Every moment of my day is full of decisions and activities, activities that in many ways fill my soul and time. Dancing is a happy place as well as teaching and organising and that is basically what I do every hour of every day. So it seems like I am super happy because those activities keep me consistently connected to the source, love the present moment.
It is true I am very pleased in those moments and I live very connectedly to my body and my being, yet, once I am out of the studio, my head starts developing more and more ideas, topics, conflicts and much more that can not be worked out through dancing or teaching. Feelings that need me to sit down, stop and pay attention. I think this is the thing that I procrastinate the most. I also procrastinate my mobility routine. I also want to meditate but I think that practice is kind of the same. Breathing and doing them is as simple as five to twenty minutes which can change my perspective of the day and give my nervous system a second to relax and stop all this stress I am in.
At the moment, they seem overwhelming, but I know I have the tools to stop and process my emotions. Journaling, welcoming conversations and feeling what I am feeling through meditation are practices that I manage to learn and slowly integrate into my life. Of course, they can be done in many ways I would like to focus on these three things that are vital for me: breathing, perspective and awareness.
Let’s have a look at the three points.
First breathing. I find it fascinating how powerful breathing can be. I use it in different scenarios, like just before any performance. I breathe quickly and deeply followed by breathing out all at once. This process brings a lot of oxygen to my body, creating a sense of alertness in my whole body. Yet before that, I use another technique that calms me down. I take a few minutes to slowly breathe in, and hold for the same amount of time, followed by an even longer breathing out. This idea is perfect to literally calm down. Sometimes I use breathing to get to sleep, breathe in for 4 beats, hold for 5 and exhale for longer than 6. Part of me feels that it does not work, probably because that part does not get noticed because I fall asleep.
Perspective is the second. For me it is not only where you see things from, it is also how you feel things, the underlying emotions that are changing your way of navigating life. When I remember I stand on the side of the stoics and two of my favourites are practising gratefulness and remembering what you can control. The first brings a sense of joy to my now, a lens of bliss that helps me to navigate better a given circumstance, the second reminds us that we can accept things as they are. It also reminds us in part that we are limited beings and is better to be aware. This consciousness of what we are going through as well as breathing and perspective are practices that I have kept as a part of my life and that I try to bring to my life as much as I can remember. I forget sometimes though.
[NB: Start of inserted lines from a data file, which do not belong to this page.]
use std::time::Duration;

use rdkafka::consumer::{BaseConsumer, Consumer};
use rdkafka::mocking::MockCluster;
use rdkafka::producer::DefaultProducerContext;
use rdkafka::ClientConfig;

use crate::config::{ConsumerConfig, KafkaConfig, ProducerConfig};

pub fn kafka_config(kafka_hosts: &str) -> KafkaConfig {
    KafkaConfig {
        kafka_hosts: kafka_hosts.to_string(),
        kafka_tls: false,
        kafka_auth_type: "none".to_string(),
        kafka_username: None,
        kafka_password: None,
        kafka_ca_file: None,
        kafka_log_level: "warn".to_string(),
        kafka_producer_linger_ms: 0,
        kafka_producer_queue_mib: 50,
        kafka_producer_queue_messages: 1000,
        kafka_message_timeout_ms: 5000,
        kafka_compression_codec: "none".to_string(),
    }
}

pub fn consumer_config(topic: &str, group: &str) -> ConsumerConfig {
    ConsumerConfig {
        kafka_consumer_group: group.to_string(),
        kafka_consumer_topic: topic.to_string(),
        kafka_consumer_offset_reset: "earliest".to_string(),
        kafka_consumer_poll_timeout_ms: 1000,
    }
}

pub fn producer_config(topic: &str) -> ProducerConfig {
    ProducerConfig {
        kafka_producer_topic: topic.to_string(),
        kafka_producer_partitioner: None,
        kafka_producer_flush_grace_ms: 1000,
    }
}

/// Single-broker in-process cluster with `topic` already created, plus a
/// config pointing at it. Dropping the cluster shuts the broker down.
pub fn create_mock_kafka(
    topic: &str,
    partitions: i32,
) -> (MockCluster<'static, DefaultProducerContext>, KafkaConfig) {
    let cluster = MockCluster::new(1).expect("failed to create mock brokers");
    cluster
        .create_topic(topic, partitions, 1)
        .expect("failed to create mock topic");

    let config = kafka_config(&cluster.bootstrap_servers());
    (cluster, config)
}

/// High watermark of `topic`:`partition`, i.e. how many messages were ever written to it
pub fn high_watermark(bootstrap_servers: &str, topic: &str, partition: i32) -> i64 {
    let consumer: BaseConsumer = ClientConfig::new()
        .set("bootstrap.servers", bootstrap_servers)
        .set("group.id", "watermarks")
        .create()
        .expect("failed to create watermark consumer");
    let (_, high) = consumer
        .fetch_watermarks(topic, partition, Duration::from_secs(30))
        .expect("failed to fetch watermarks");
    high
}
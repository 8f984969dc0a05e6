pub mod config;
pub mod health;
pub mod service;
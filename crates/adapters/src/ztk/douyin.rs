use serde_json::Value;

use crate::adapter::{ActivityAdapter, DetailSource};
use crate::context::AdapterContext;
use crate::models::raw::{scalar_text, text_at, value_at};
use crate::models::{LinkType, LinkVariant, Platform, QrCode, StandardActivityDetail};
use crate::normalize::LinkSet;

/// Conversion results live under `data.data`.
const RESULT_PATH: &[&str] = &["data", "data"];

/// Symbolic link types returned by the Douyin conversion endpoint.
pub mod link_types {
    pub const TOKEN: &str = "tkl";
    pub const DEEPLINK: &str = "deeplink";
    pub const SHORT: &str = "short";
    pub const H5: &str = "h5";
    pub const H5_COUPON: &str = "h5_coupon";
    pub const TOKEN_COUPON: &str = "tkl_coupon";
    pub const DEEPLINK_COUPON: &str = "deeplink_coupon";
}

/// Zhetaoke Douyin link conversion.
#[derive(Debug, Default, Clone, Copy)]
pub struct ZtkDouyinAdapter;

impl ZtkDouyinAdapter {
    pub fn new() -> Self {
        Self
    }
}

fn dimension(qr: &Value, key: &str) -> Option<u32> {
    let value = qr.get(key)?;
    match value {
        Value::Number(number) => number.as_u64().and_then(|n| u32::try_from(n).ok()),
        _ => scalar_text(value).and_then(|text| text.trim().parse().ok()),
    }
}

fn push_qr(links: &mut LinkSet, label: &str, qr: Option<&Value>) {
    let Some(qr) = qr else {
        return;
    };
    links.push_qr(
        label,
        text_at(qr, &["url"]),
        dimension(qr, "width"),
        dimension(qr, "height"),
    );
}

fn build_link_set(response: &Value) -> LinkSet {
    let mut links = LinkSet::new();
    let Some(data) = value_at(response, RESULT_PATH) else {
        return links;
    };

    let variants: [(&str, &str, &[&str]); 7] = [
        (link_types::TOKEN, "抖音口令", &["dy_password"]),
        (link_types::DEEPLINK, "抖音DeepLink", &["dy_deeplink"]),
        (link_types::SHORT, "抖音短链接", &["dy_zlink"]),
        (link_types::H5, "站外H5链接", &["share_link"]),
        (link_types::H5_COUPON, "领券H5链接", &["coupon_link", "share_link"]),
        (link_types::TOKEN_COUPON, "领券口令", &["coupon_link", "share_command"]),
        (link_types::DEEPLINK_COUPON, "领券DeepLink", &["coupon_link", "deeplink"]),
    ];
    for (link_type, label, path) in variants {
        links.push_variant(LinkType::named(link_type), label, text_at(data, path));
    }

    push_qr(&mut links, "商品二维码", data.get("qr_code"));
    push_qr(&mut links, "领券二维码", value_at(data, &["coupon_link", "qrcode"]));
    links
}

impl ActivityAdapter for ZtkDouyinAdapter {
    fn platform(&self) -> Platform {
        Platform::Douyin
    }

    fn normalize_detail(&self, source: &DetailSource, ctx: &AdapterContext) -> StandardActivityDetail {
        let links = build_link_set(&source.response);
        let links_by_type = links.links_by_type();

        let mut detail =
            StandardActivityDetail::from_summary(self.normalize_summary(&source.base, ctx));
        detail.link = links.default_link(&LinkType::named(link_types::SHORT));
        detail.coupon_link = links.url_of(&LinkType::named(link_types::H5_COUPON));
        detail.app_link = links_by_type.get(link_types::DEEPLINK).cloned();
        detail.links_by_type = links_by_type;
        detail.link_variants = links.variants;
        detail.qrcodes = links.qrcodes;
        detail.raw = Some(source.response.clone());
        detail
    }

    fn extract_link_variants(&self, source: &DetailSource) -> Vec<LinkVariant> {
        build_link_set(&source.response).variants
    }

    fn extract_qr_codes(&self, source: &DetailSource) -> Vec<QrCode> {
        build_link_set(&source.response).qrcodes
    }
}
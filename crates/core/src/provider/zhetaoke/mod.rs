//! Zhetaoke supplier.
//!
//! Every Zhetaoke request carries `appkey`, `sid`, an optional
//! `customer_id`, a millisecond `timestamp` and the `traceId`, signed with
//! the `sid` as secret. [`ZhetaokeClient`] holds that shared plumbing; the
//! per-platform providers only differ in endpoints and detail handling.

mod capabilities;
mod douyin;
mod eleme;
mod meituan;

use std::sync::Arc;
use std::time::Duration;

use cashback_adapters::{ActivityAdapter, AdapterContext, AdapterError, Platform};
use chrono::Utc;
use log::{debug, warn};
use serde_json::Value;

pub use capabilities::{APPKEY, CUSTOMER_ID, SID, ZHETAOKE_CAPABILITIES};
pub use douyin::ZhetaokeDouyinProvider;
pub use eleme::ZhetaokeElemeProvider;
pub use meituan::ZhetaokeMeituanProvider;

use crate::config::{validate_credentials, ProviderConfig};
use crate::errors::{Error, Result};
use crate::http::{HttpClient, HttpError, RequestOptions};
use crate::provider::capabilities::{ProviderCapabilities, SupplierCode};
use crate::provider::factory::{ensure_platform, ProviderFactory};
use crate::provider::traits::{ActivityListResult, FetchListOptions, SupplierProvider};
use crate::signer::{ParamValue, ParameterSigner, Params, SignedParams};

/// Activity list endpoint shared by Meituan and Eleme.
pub const LIST_ENDPOINT: &str = "http://api.zhetaoke.com:10000/api/api_activity.ashx";

const HEALTH_CHECK_TRACE_ID: &str = "health-check";
const HEALTH_CHECK_TIMEOUT: Duration = Duration::from_secs(5);
/// List type probed by the health check.
const HEALTH_CHECK_LIST_TYPE: i64 = 10;

/// Credentials, signer and HTTP client shared by the Zhetaoke providers.
#[derive(Clone)]
pub struct ZhetaokeClient {
    platform: Platform,
    appkey: String,
    sid: String,
    customer_id: Option<String>,
    priority: u32,
    timeout: Option<Duration>,
    signer: ParameterSigner,
    http: Arc<dyn HttpClient>,
}

impl ZhetaokeClient {
    /// Fails with [`Error::Configuration`] when `appkey` or `sid` is missing.
    pub fn new(
        platform: Platform,
        config: &ProviderConfig,
        http: Arc<dyn HttpClient>,
        signer: ParameterSigner,
    ) -> Result<Self> {
        validate_credentials(config, ZHETAOKE_CAPABILITIES.credential_fields)?;
        let required = |key: &str| {
            config.credential(key).map(str::to_string).ok_or_else(|| {
                Error::configuration(format!("Missing zhetaoke credential '{}'", key), key)
            })
        };

        Ok(Self {
            platform,
            appkey: required(APPKEY)?,
            sid: required(SID)?,
            customer_id: config.credential(CUSTOMER_ID).map(str::to_string),
            priority: config.priority,
            timeout: config.timeout(),
            signer,
            http,
        })
    }

    pub fn platform(&self) -> Platform {
        self.platform
    }

    pub fn priority(&self) -> u32 {
        self.priority
    }

    /// Adds the account fields to `extra` and signs the result with the sid.
    pub fn build_signed_params(&self, trace_id: &str, extra: Params) -> SignedParams {
        let mut params = extra;
        params.insert("appkey".to_string(), self.appkey.as_str().into());
        params.insert("sid".to_string(), self.sid.as_str().into());
        params.insert(
            "customer_id".to_string(),
            ParamValue::from(self.customer_id.clone()),
        );
        params.insert(
            "timestamp".to_string(),
            Utc::now().timestamp_millis().into(),
        );
        params.insert("traceId".to_string(), trace_id.into());
        self.signer.sign(&params, &self.sid)
    }

    /// Signed GET against `url`. HTTP failures come back as
    /// [`Error::PlatformRequest`] tagged with supplier and platform.
    pub async fn get(
        &self,
        url: &str,
        trace_id: &str,
        param_trace_id: &str,
        extra: Params,
    ) -> Result<Value> {
        let params = self.build_signed_params(param_trace_id, extra);
        let mut options = RequestOptions::new().with_params(params);
        if let Some(timeout) = self.timeout {
            options = options.with_timeout(timeout);
        }

        debug!(
            "[zhetaoke:{}] GET {} (trace: {})",
            self.platform, url, trace_id
        );
        self.http
            .get(url, options)
            .await
            .map_err(|e| self.http_error(e, trace_id))
    }

    pub fn http_error(&self, err: HttpError, trace_id: &str) -> Error {
        let status = err.status_code();
        let error = Error::platform_request(format!("Zhetaoke request failed: {}", err), trace_id)
            .with_origin(SupplierCode::Zhetaoke, self.platform);
        match status {
            Some(status) => error.with_status(status),
            None => error,
        }
    }

    pub fn adapter_error(&self, err: AdapterError, trace_id: &str) -> Error {
        Error::from_adapter(err, trace_id).with_origin(SupplierCode::Zhetaoke, self.platform)
    }

    /// Fetches one list page and normalizes it with `adapter`.
    pub async fn fetch_list(
        &self,
        adapter: &dyn ActivityAdapter,
        list_type: i64,
        options: &FetchListOptions,
    ) -> Result<ActivityListResult> {
        let trace_id = options.trace_id.as_str();
        debug!(
            "[zhetaoke:{}] Fetching activity list page {} size {} (trace: {})",
            self.platform, options.page, options.page_size, trace_id
        );

        let mut params = Params::new();
        params.insert("type".to_string(), list_type.into());
        params.insert("page".to_string(), options.page.into());
        params.insert("page_size".to_string(), options.page_size.into());
        params.insert(
            "activityId".to_string(),
            ParamValue::from(options.activity_id.clone()),
        );

        let response = self.get(LIST_ENDPOINT, trace_id, trace_id, params).await?;
        let raw = adapter
            .extract_activities(&response)
            .map_err(|e| self.adapter_error(e, trace_id))?;

        let ctx = AdapterContext::new(trace_id);
        let items = raw
            .iter()
            .map(|activity| adapter.normalize_summary(activity, &ctx))
            .collect();

        Ok(ActivityListResult {
            items,
            has_more: raw.len() >= options.page_size as usize,
            page: options.page,
            trace_id: trace_id.to_string(),
            cached: false,
        })
    }

    /// Minimal list request with a short timeout. Never fails.
    pub async fn health_check(&self) -> bool {
        let mut extra = Params::new();
        extra.insert("type".to_string(), HEALTH_CHECK_LIST_TYPE.into());
        extra.insert("page".to_string(), 1i64.into());
        extra.insert("page_size".to_string(), 1i64.into());

        let options = RequestOptions::new()
            .with_params(self.build_signed_params(HEALTH_CHECK_TRACE_ID, extra))
            .with_timeout(HEALTH_CHECK_TIMEOUT);

        match self.http.get(LIST_ENDPOINT, options).await {
            Ok(_) => true,
            Err(e) => {
                warn!("[zhetaoke:{}] Health check failed: {}", self.platform, e);
                false
            }
        }
    }
}

/// Builds Zhetaoke providers for Meituan, Eleme and Douyin.
#[derive(Clone, Copy, Debug, Default)]
pub struct ZhetaokeProviderFactory {
    signer: ParameterSigner,
}

impl ZhetaokeProviderFactory {
    pub fn new(signer: ParameterSigner) -> Self {
        Self { signer }
    }
}

impl ProviderFactory for ZhetaokeProviderFactory {
    fn code(&self) -> SupplierCode {
        SupplierCode::Zhetaoke
    }

    fn capabilities(&self) -> &'static ProviderCapabilities {
        &ZHETAOKE_CAPABILITIES
    }

    fn create(
        &self,
        platform: Platform,
        config: &ProviderConfig,
        http: Arc<dyn HttpClient>,
    ) -> Result<Arc<dyn SupplierProvider>> {
        ensure_platform(self, platform)?;
        let client = ZhetaokeClient::new(platform, config, http, self.signer)?;
        let provider: Arc<dyn SupplierProvider> = match platform {
            Platform::Meituan => Arc::new(ZhetaokeMeituanProvider::new(client)),
            Platform::Eleme => Arc::new(ZhetaokeElemeProvider::new(client)),
            Platform::Douyin => Arc::new(ZhetaokeDouyinProvider::new(client)),
        };
        Ok(provider)
    }
}

#[cfg(test)]
pub(crate) mod test_support {
    use std::collections::VecDeque;
    use std::sync::atomic::{AtomicUsize, Ordering};
    use std::sync::Mutex;

    use async_trait::async_trait;

    use super::*;

    /// Serves canned responses in order and records every request.
    #[derive(Default)]
    pub struct ScriptedHttpClient {
        responses: Mutex<VecDeque<std::result::Result<Value, HttpError>>>,
        pub requests: Mutex<Vec<(String, RequestOptions)>>,
        pub calls: AtomicUsize,
    }

    impl ScriptedHttpClient {
        pub fn new(responses: Vec<std::result::Result<Value, HttpError>>) -> Arc<Self> {
            Arc::new(Self {
                responses: Mutex::new(responses.into()),
                ..Default::default()
            })
        }

        pub fn call_count(&self) -> usize {
            self.calls.load(Ordering::SeqCst)
        }

        pub fn request(&self, index: usize) -> (String, RequestOptions) {
            self.requests.lock().unwrap()[index].clone()
        }
    }

    #[async_trait]
    impl HttpClient for ScriptedHttpClient {
        async fn get(
            &self,
            url: &str,
            options: RequestOptions,
        ) -> std::result::Result<Value, HttpError> {
            self.calls.fetch_add(1, Ordering::SeqCst);
            self.requests
                .lock()
                .unwrap()
                .push((url.to_string(), options));
            self.responses
                .lock()
                .unwrap()
                .pop_front()
                .unwrap_or_else(|| Err(HttpError::Transport("no scripted response".into())))
        }

        async fn post(
            &self,
            url: &str,
            _body: Option<Value>,
            options: RequestOptions,
        ) -> std::result::Result<Value, HttpError> {
            self.get(url, options).await
        }
    }

    pub fn config() -> ProviderConfig {
        ProviderConfig::new(SupplierCode::Zhetaoke)
            .with_priority(1)
            .with_credential(APPKEY, "test-key")
            .with_credential(SID, "test-sid")
    }

    pub fn client(platform: Platform, http: Arc<ScriptedHttpClient>) -> ZhetaokeClient {
        ZhetaokeClient::new(platform, &config(), http, ParameterSigner::default()).unwrap()
    }
}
Awareness is especially challenging because I think the main struggle is that we have it all, we have too much of everything. We have a computer capable of overwhelming any brain, so much information is coming to us that we forget that digesting is important. We stop eating when we are full because our body is physically incapable of ingesting anything else, yet our brains are not prepared to stop scrolling. These are two of the practices that are important for me and when I do them I feel better. Respecting my bed. The bed is for sleep and for sex and maybe to put on some clothes to help me decide what to wear. Something else that I like is to leave my phone with no battery outside my room, I charge it afterwards because my morning flows better and is more productive when I do not use my phone.
…so much information is coming to us that we forget that digesting is important.
Awareness is something that I love working on because when I achieve it I feel like I move forward towards my goals and dreams. In a more practical way, I have been working with an assistant for a few months now, and I am super excited by how much I am capable of doing. Yet it is crazy how much pressure I put on myself unnecessarily. This happens because I could not see a lot of what is in front of me but lately, I am more aware of the scope of what I am actually doing and wow… I need to drop some things, simplify others and plan most things better. Being aware of what I am doing is beautiful and complex, and makes my journey much more clear.
Yes, all these practices are great, with emphasis on the work practice please, but what I want the most is to create space to feel, which I like to believe I do, but lately I don’t do enough, you know I am busy (sarcasm). So busy that I am losing the joy of what I know I love, simply because I do not take time to sit down for a couple of minutes sometimes. This is the practice that I know makes me feel calmer and motivates me to thrive in life.
Opening time to write for me or for others, and creating spaces to communicate, always gives me a sense of peace. Sitting down and talking to people about growth and what is happening is a simple call to my brothers. Going out to dance, outside my teaching to connect to people through movement. One of my favourite dancing moments was not in a competition or in a huge event in front of thousands of people, it was probably on the dance floor with you, no I am lying, it was with one of my aunties or my gramma or in that afro beats class the other day. How can I remember to do what I know is good for me? How can I focus on the practices that I really need? I think for the moment I need to remember to breathe, be more grateful and be more aware of the life I am living. Finding time and space to feel my feelings.